Implementations of the subject matter and the functional operations described in this specification can be implemented in digital electronic circuitry, in tangibly embodied computer software or firmware, in computer hardware, including the structures disclosed in this specification and their structural equivalents, or in combinations of one or more of them. Software implementations of the described subject matter can be implemented as one or more computer programs. Each computer program can include one or more modules of computer program instructions encoded on a tangible, non-transitory, computer-readable computer-storage medium for execution by, or to control the operation of, data processing apparatus. Alternatively, or additionally, the program instructions can be encoded in/on an artificially generated propagated signal. For example, the signal can be a machine-generated electrical, optical, or electromagnetic signal that is generated to encode information for transmission to a suitable receiver apparatus for execution by a data processing apparatus. The computer-storage medium can be a machine-readable storage device, a machine-readable storage substrate, a random or serial access memory device, or a combination of computer-storage mediums.
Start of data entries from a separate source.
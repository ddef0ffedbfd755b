use std::fmt;

/// A runtime value. Lox is dynamically typed, so every operator checks the
/// variant it receives at the moment it is applied.
#[derive(Debug, Clone, PartialEq)]
pub enum Value {
    Nil,
    Bool(bool),
    Number(f64),
    String(Box<str>),
}

impl Value {
    /// Only `nil` and `false` are falsey.
    pub fn is_truthy(&self) -> bool {
        match self {
            Value::Nil => false,
            Value::Bool(value) => *value,
            _ => true,
        }
    }
}

impl fmt::Display for Value {
    fn fmt(&self, f: &mut fmt::Formatter) -> fmt::Result {
        match self {
            Value::Nil => write!(f, "nil"),
            Value::Bool(value) => write!(f, "{}", value),
            // f64's Display already drops the fractional part of integral values.
            Value::Number(value) => write!(f, "{}", value),
            Value::String(value) => write!(f, "{}", value),
        }
    }
}
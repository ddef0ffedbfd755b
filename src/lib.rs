pub mod diagnostics;
pub mod environment;
pub mod expr;
pub mod interpreter;
pub mod parser;
pub mod printer;
pub mod scanner;
pub mod stmt;
pub mod token;
pub mod value;

use std::fs;
use std::io::prelude::*;
use std::io::{self, BufReader};

use anyhow::{Context, Result};

use diagnostics::Diagnostics;
use interpreter::Interpreter;
use parser::Parser;
use scanner::Scanner;
use stmt::Stmt;
use token::Token;

#[derive(Debug, Clone, Copy, PartialEq, Eq)]
pub enum InterpretResult {
    Ok,
    CompileError,
    RuntimeError,
}

#[derive(Debug, Clone, Copy, Default)]
pub struct Options {
    /// Print the parsed tree instead of executing it.
    pub print_ast: bool,
}

pub fn scan(source: &str, diagnostics: &mut Diagnostics) -> Vec<Token> {
    Scanner::new(source, diagnostics).scan_tokens()
}

pub fn parse(tokens: Vec<Token>, diagnostics: &mut Diagnostics) -> Vec<Stmt> {
    Parser::new(tokens, diagnostics).parse()
}

/// One interpreter session. Globals live as long as the session does.
pub struct Lox<W: Write = io::Stdout> {
    interpreter: Interpreter<W>,
    options: Options,
}

impl Lox<io::Stdout> {
    pub fn new(options: Options) -> Self {
        Lox {
            interpreter: Interpreter::default(),
            options,
        }
    }
}

impl<W: Write> Lox<W> {
    pub fn with_output(out: W, options: Options) -> Self {
        Lox {
            interpreter: Interpreter::new(out),
            options,
        }
    }

    pub fn output(&self) -> &W {
        self.interpreter.output()
    }

    pub fn into_output(self) -> W {
        self.interpreter.into_output()
    }

    /// Runs `source` through the whole pipeline. Syntax errors stop it before
    /// anything executes; language errors end up in `diagnostics`, while a
    /// failure to write output is returned as an error.
    pub fn run(&mut self, source: &str, diagnostics: &mut Diagnostics) -> Result<InterpretResult> {
        let tokens = scan(source, diagnostics);
        let statements = parse(tokens, diagnostics);

        if diagnostics.had_error() {
            return Ok(InterpretResult::CompileError);
        }

        if self.options.print_ast {
            let out = self.interpreter.output_mut();
            for statement in &statements {
                writeln!(out, "{}", printer::print_stmt(statement))?;
            }
            return Ok(InterpretResult::Ok);
        }

        match self.interpreter.interpret(&statements) {
            Ok(()) => Ok(InterpretResult::Ok),
            Err(error) => match error.token() {
                Some(token) => {
                    diagnostics.runtime_error(token, &error.to_string());
                    Ok(InterpretResult::RuntimeError)
                }
                None => Err(error.into()),
            },
        }
    }
}

pub fn run_file(path: &str, options: Options) -> Result<InterpretResult> {
    let source = fs::read_to_string(path).with_context(|| format!("Reading {path}"))?;
    let mut lox = Lox::new(options);
    lox.run(&source, &mut Diagnostics::echoing())
}

pub fn run_prompt(options: Options) -> Result<()> {
    let input = io::stdin();
    let mut reader = BufReader::new(input);
    let mut lox = Lox::new(options);
    let mut diagnostics = Diagnostics::echoing();

    loop {
        print!("> ");
        io::stdout().flush().context("Flushing prompt")?;

        let mut line = String::new();
        if reader.read_line(&mut line).context("Reading stdin")? == 0 {
            // End of input.
            println!();
            return Ok(());
        }

        // One bad line must not poison the next.
        diagnostics.reset();
        lox.run(&line, &mut diagnostics)?;
    }
}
The terms “data processing apparatus,” “computer,” and “electronic computer device” (or equivalent as understood by one of ordinary skill in the art) refer to data processing hardware. For example, a data processing apparatus can encompass all kinds of apparatuses, devices, and machines for processing data, including by way of example, a programmable processor, a computer, or multiple processors or computers. The apparatus can also include special purpose logic circuitry including, for example, a central processing unit (CPU), a field-programmable gate array (FPGA), or an application-specific integrated circuit (ASIC). In some implementations, the data processing apparatus or special purpose logic circuitry (or a combination of the data processing apparatus or special purpose logic circuitry) can be hardware- or software-based (or a combination of both hardware- and software-based). The apparatus can optionally include code that creates an execution environment for computer programs, for example, code that constitutes processor firmware, a protocol stack, a database management system, an operating system, or a combination of execution environments. The present disclosure contemplates the use of data processing apparatuses with or without conventional operating systems, such as LINUX, UNIX, WINDOWS, MAC OS, ANDROID, or IOS.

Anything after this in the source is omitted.